### WHAT IS EXPECTED
Would you print the material exactly, starting at its first line and ending at the line holding "use super::history::HistoryWindow;"?

### SOURCE MATERIAL
//! Strategy contract, trade intents and the built-in strategies.
//!
//! A strategy is an immutable parameter set plus a decision function. Given a
//! window of history and a read-only view of its account, it returns the
//! intents to apply, in order. Strategies never mutate shared state, so one
//! instance can be driven from any worker thread.

use std::fmt;

use super::account::Account;
use super::arithmetic::{ArithmeticContext, Value};
use super::currency::{Currency, CurrencyPair};
use super::error::{AccountError, StrategyError};
use super::history::HistoryWindow;
use super::orders::{OrderId, OrderKind, OrderRequest, Trail};

/// Everything a decision function may look at.
#[derive(Debug, Clone, Copy)]
pub struct DecisionInput<'a> {
    pub window: HistoryWindow<'a>,
    pub account: &'a Account,
    pub ctx: &'a ArithmeticContext,
}

pub trait Strategy: Send + Sync {
    /// Unique within one engine.
    fn id(&self) -> &str;

    fn decide(&self, input: &DecisionInput<'_>) -> Result<Vec<TradeIntent>, StrategyError>;
}

/// A requested ledger operation, applied by the engine.
#[derive(Debug, Clone, PartialEq)]
pub enum TradeIntent {
    Deposit {
        amount: Value,
        currency: Currency,
    },
    Withdraw {
        amount: Value,
        currency: Currency,
    },
    Sell {
        amount: Value,
        rate: Value,
        from: Currency,
        to: Currency,
    },
    Buy {
        amount: Value,
        rate: Value,
        from: Currency,
        to: Currency,
    },
    /// Apply `intent` after `delay` ticks.
    Delayed {
        intent: Box<TradeIntent>,
        delay: u64,
    },
    PlaceOrder(OrderRequest),
    CancelOrder(OrderId),
}

impl TradeIntent {
    pub fn apply(&self, account: &mut Account) -> Result<(), AccountError> {
        match self {
            TradeIntent::Deposit { amount, currency } => account.deposit(*amount, currency),
            TradeIntent::Withdraw { amount, currency } => account.withdraw(*amount, currency),
            TradeIntent::Sell {
                amount,
                rate,
                from,
                to,
            } => account.sell(*amount, *rate, from, to),
            TradeIntent::Buy {
                amount,
                rate,
                from,
                to,
            } => account.buy(*amount, *rate, from, to),
            TradeIntent::Delayed { intent, delay } => account.schedule((**intent).clone(), *delay),
            TradeIntent::PlaceOrder(request) => account.place_order(request.clone()).map(|_| ()),
            TradeIntent::CancelOrder(id) => account.cancel_order(*id).map(|_| ()),
        }
    }
}

impl fmt::Display for TradeIntent {
    fn fmt(&self, f: &mut fmt::Formatter<'_>) -> fmt::Result {
        match self {
            TradeIntent::Deposit { amount, currency } => write!(f, "deposit {amount} {currency}"),
            TradeIntent::Withdraw { amount, currency } => {
                write!(f, "withdraw {amount} {currency}")
            }
            TradeIntent::Sell {
                amount,
                rate,
                from,
                to,
            } => write!(f, "sell {amount} {from} for {to} at {rate}"),
            TradeIntent::Buy {
                amount,
                rate,
                from,
                to,
            } => write!(f, "buy {amount} {from} with {to} at {rate}"),
            TradeIntent::Delayed { intent, delay } => write!(f, "{intent} after {delay} ticks"),
            TradeIntent::PlaceOrder(request) => write!(f, "place {request}"),
            TradeIntent::CancelOrder(id) => write!(f, "cancel order {id}"),
        }
    }
}

fn check_fraction(fraction: Value) -> Result<(), StrategyError> {
    let f = fraction.to_f64();
    if !(f > 0.0 && f <= 1.0) {
        return Err(StrategyError::new(format!(
            "fraction must be in (0, 1], got {fraction}"
        )));
    }
    Ok(())
}

/// Convert `fraction` of the quote balance into the base currency at the
/// latest price. Empty when there is nothing to convert.
fn enter(
    input: &DecisionInput<'_>,
    pair: &CurrencyPair,
    fraction: Value,
    price: Value,
) -> Result<Vec<TradeIntent>, StrategyError> {
    let ctx = input.ctx;
    let held = input.account.balance(&pair.quote);
    if !held.is_positive() {
        return Ok(Vec::new());
    }
    let amount = ctx.mul(held, fraction)?;
    if !amount.is_positive() {
        return Ok(Vec::new());
    }
    let rate = ctx.div(ctx.from_i64(1)?, price)?;
    Ok(vec![TradeIntent::Sell {
        amount,
        rate,
        from: pair.quote.clone(),
        to: pair.base.clone(),
    }])
}

fn exit(input: &DecisionInput<'_>, pair: &CurrencyPair, price: Value) -> Vec<TradeIntent> {
    let held = input.account.balance(&pair.base);
    if !held.is_positive() {
        return Vec::new();
    }
    vec![TradeIntent::Sell {
        amount: held,
        rate: price,
        from: pair.base.clone(),
        to: pair.quote.clone(),
    }]
}

/// Protective stop placed together with an entry.
#[derive(Debug, Clone, Copy, PartialEq)]
pub struct StopRule {
    /// Distance below the entry price as a fraction in (0, 1).
    pub distance: Value,
    pub trail: Option<Trail>,
}

/// Buys into the base currency on the first window and holds, optionally
/// behind a stop loss.
#[derive(Debug, Clone)]
pub struct BuyAndHold {
    id: String,
    pair: CurrencyPair,
    fraction: Value,
    stop: Option<StopRule>,
}

impl BuyAndHold {
    pub fn new(
        id: impl Into<String>,
        pair: CurrencyPair,
        fraction: Value,
    ) -> Result<Self, StrategyError> {
        check_fraction(fraction)?;
        Ok(Self {
            id: id.into(),
            pair,
            fraction,
            stop: None,
        })
    }

    pub fn with_stop(mut self, stop: StopRule) -> Result<Self, StrategyError> {
        let d = stop.distance.to_f64();
        if !(d > 0.0 && d < 1.0) {
            return Err(StrategyError::new(format!(
                "stop distance must be in (0, 1), got {}",
                stop.distance
            )));
        }
        self.stop = Some(stop);
        Ok(self)
    }

    /// Stop order covering the base bought by `entry`. The volume leaves room
    /// for the fee the stop's own sale will be charged.
    fn stop_order(
        &self,
        input: &DecisionInput<'_>,
        stop: StopRule,
        entry: &TradeIntent,
        price: Value,
    ) -> Result<Option<TradeIntent>, StrategyError> {
        let TradeIntent::Sell { amount, rate, .. } = entry else {
            return Ok(None);
        };
        let ctx = input.ctx;
        let bought = ctx.mul(*amount, *rate)?;
        let fee = input.account.fees().fee_for(ctx, bought)?;
        let volume = ctx.sub(bought, fee)?;
        if !volume.is_positive() {
            return Ok(None);
        }
        let trigger = ctx.mul(price, ctx.sub(ctx.from_i64(1)?, stop.distance)?)?;
        let kind = match stop.trail {
            Some(trail) => OrderKind::TrailingStopLoss(trail),
            None => OrderKind::StopLoss,
        };
        Ok(Some(TradeIntent::PlaceOrder(OrderRequest::new(
            kind,
            self.pair.clone(),
            volume,
            trigger,
            u64::MAX,
        ))))
    }
}

impl Strategy for BuyAndHold {
    fn id(&self) -> &str {
        &self.id
    }

    fn decide(&self, input: &DecisionInput<'_>) -> Result<Vec<TradeIntent>, StrategyError> {
        if input.window.index != 0 {
            return Ok(Vec::new());
        }
        let price = input
            .window
            .latest(&self.pair)
            .ok_or_else(|| StrategyError::new(format!("no prices for {}", self.pair)))?;
        let mut intents = enter(input, &self.pair, self.fraction, price)?;
        if let (Some(stop), Some(entry)) = (self.stop, intents.first())
            && let Some(order) = self.stop_order(input, stop, entry, price)?
        {
            intents.push(order);
        }
        Ok(intents)
    }
}

/// Simple moving average crossover on one pair.
#[derive(Debug, Clone)]
pub struct MovingAverageCrossover {
    id: String,
    pair: CurrencyPair,
    fast: usize,
    slow: usize,
    fraction: Value,
}

impl MovingAverageCrossover {
    pub fn new(
        id: impl Into<String>,
        pair: CurrencyPair,
        fast: usize,
        slow: usize,
        fraction: Value,
    ) -> Result<Self, StrategyError> {
        if fast == 0 || fast >= slow {
            return Err(StrategyError::new(format!(
                "need 0 < fast < slow, got fast={fast} slow={slow}"
            )));
        }
        check_fraction(fraction)?;
        Ok(Self {
            id: id.into(),
            pair,
            fast,
            slow,
            fraction,
        })
    }

    pub fn slow(&self) -> usize {
        self.slow
    }
}

/// Mean of the last `period` values.
fn sma(ctx: &ArithmeticContext, series: &[Value], period: usize) -> Result<Value, StrategyError> {
    let tail = &series[series.len() - period..];
    let total = ctx.sum(tail.iter().copied())?;
    let count = i64::try_from(period).map_err(|_| StrategyError::new("period too large"))?;
    Ok(ctx.div(total, ctx.from_i64(count)?)?)
}

impl Strategy for MovingAverageCrossover {
    fn id(&self) -> &str {
        &self.id
    }

    fn decide(&self, input: &DecisionInput<'_>) -> Result<Vec<TradeIntent>, StrategyError> {
        let series = input
            .window
            .series(&self.pair)
            .ok_or_else(|| StrategyError::new(format!("no prices for {}", self.pair)))?;
        if series.len() < self.slow {
            return Ok(Vec::new());
        }
        let ctx = input.ctx;
        let fast = sma(ctx, &series, self.fast)?;
        let slow = sma(ctx, &series, self.slow)?;
        let price = series[series.len() - 1];

        match ctx.compare(&fast, &slow)? {
            std::cmp::Ordering::Greater => enter(input, &self.pair, self.fraction, price),
            std::cmp::Ordering::Less => Ok(exit(input, &self.pair, price)),
            std::cmp::Ordering::Equal => Ok(Vec::new()),
        }
    }
}
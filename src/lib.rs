//! fxtrader — deterministic multi-currency FX strategy backtester.
//!
//! Hexagonal architecture: domain logic in [`domain`], port traits in [`ports`],
//! concrete implementations in [`adapters`]. All monetary arithmetic goes
//! through an [`domain::arithmetic::ArithmeticContext`] chosen per run.

pub mod domain;
pub mod ports;
pub mod adapters;
pub mod cli;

### RESPONSE TO THE TASK
//! Strategy contract, trade intents and the built-in strategies.
//!
//! A strategy is an immutable parameter set plus a decision function. Given a
//! window of history and a read-only view of its account, it returns the
//! intents to apply, in order. Strategies never mutate shared state, so one
//! instance can be driven from any worker thread.

use std::fmt;

use super::account::Account;
use super::arithmetic::{ArithmeticContext, Value};
use super::currency::{Currency, CurrencyPair};
use super::error::{AccountError, StrategyError};
use super::history::HistoryWindow;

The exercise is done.